**Material provided**.

####

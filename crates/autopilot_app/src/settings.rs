use std::fs;
use std::io;
use std::path::{Path, PathBuf};
use std::time::Duration;

use autopilot_core::{ControllerSettings, Locale, DEFAULT_REDIRECT_DELAY, DEFAULT_REDIRECT_PATH};
use autopilot_engine::{ApiSettings, PollSettings, DEFAULT_POLL_INTERVAL};
use autopilot_logging::{autopilot_info, autopilot_warn};
use serde::{Deserialize, Serialize};
use thiserror::Error;

pub const SETTINGS_FILENAME: &str = "autopilot.ron";

/// Contents of `autopilot.ron`. Every field is optional in the file.
#[derive(Debug, Clone, PartialEq, Eq, Serialize, Deserialize)]
#[serde(default)]
pub struct Settings {
    pub base_url: String,
    pub poll_interval_ms: u64,
    pub redirect_delay_ms: u64,
    pub redirect_path: String,
    pub connect_timeout_ms: u64,
    pub request_timeout_ms: u64,
    pub locale: Locale,
}

impl Default for Settings {
    fn default() -> Self {
        let api = ApiSettings::default();
        Self {
            base_url: api.base_url,
            poll_interval_ms: millis(DEFAULT_POLL_INTERVAL),
            redirect_delay_ms: millis(DEFAULT_REDIRECT_DELAY),
            redirect_path: DEFAULT_REDIRECT_PATH.to_string(),
            connect_timeout_ms: millis(api.connect_timeout),
            request_timeout_ms: millis(api.request_timeout),
            locale: Locale::default(),
        }
    }
}

impl Settings {
    /// Command-line values win over the file.
    pub fn with_overrides(mut self, base_url: Option<String>, locale: Option<Locale>) -> Self {
        if let Some(base_url) = base_url {
            self.base_url = base_url;
        }
        if let Some(locale) = locale {
            self.locale = locale;
        }
        self
    }

    pub fn api(&self) -> ApiSettings {
        ApiSettings {
            base_url: self.base_url.clone(),
            connect_timeout: Duration::from_millis(self.connect_timeout_ms),
            request_timeout: Duration::from_millis(self.request_timeout_ms),
        }
    }

    pub fn poll(&self) -> PollSettings {
        PollSettings {
            interval: Duration::from_millis(self.poll_interval_ms),
        }
    }

    pub fn controller(&self) -> ControllerSettings {
        ControllerSettings {
            locale: self.locale,
            redirect_delay: Duration::from_millis(self.redirect_delay_ms),
            redirect_path: self.redirect_path.clone(),
        }
    }
}

#[derive(Debug, Error)]
pub enum ConfigError {
    #[error("failed to read {path:?}: {source}")]
    Read { path: PathBuf, source: io::Error },
    #[error("failed to parse {path:?}: {source}")]
    Parse {
        path: PathBuf,
        source: ron::error::SpannedError,
    },
}

/// Reads the settings file. `Ok(None)` means there is no file.
pub fn read_settings(path: &Path) -> Result<Option<Settings>, ConfigError> {
    let content = match fs::read_to_string(path) {
        Ok(text) => text,
        Err(err) if err.kind() == io::ErrorKind::NotFound => return Ok(None),
        Err(source) => {
            return Err(ConfigError::Read {
                path: path.to_path_buf(),
                source,
            })
        }
    };

    ron::from_str(&content)
        .map(Some)
        .map_err(|source| ConfigError::Parse {
            path: path.to_path_buf(),
            source,
        })
}

/// Like [`read_settings`], but falls back to defaults on any problem.
pub fn load_settings(path: &Path) -> Settings {
    match read_settings(path) {
        Ok(Some(settings)) => {
            autopilot_info!("Loaded settings from {:?}", path);
            settings
        }
        Ok(None) => Settings::default(),
        Err(err) => {
            autopilot_warn!("{}; using defaults", err);
            Settings::default()
        }
    }
}

fn millis(duration: Duration) -> u64 {
    u64::try_from(duration.as_millis()).unwrap_or(u64::MAX)
}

####

**Problem description**.
Proceeding from the line containing "pub enum ConfigError" through the line containing "pub fn read_settings(path: &Path)", transcribe the lines above exactly, both end lines included.

**Response box**.
pub enum ConfigError {
    #[error("failed to read {path:?}: {source}")]
    Read { path: PathBuf, source: io::Error },
    #[error("failed to parse {path:?}: {source}")]
    Parse {
        path: PathBuf,
        source: ron::error::SpannedError,
    },
}

/// Reads the settings file. `Ok(None)` means there is no file.
pub fn read_settings(path: &Path) -> Result<Option<Settings>, ConfigError> {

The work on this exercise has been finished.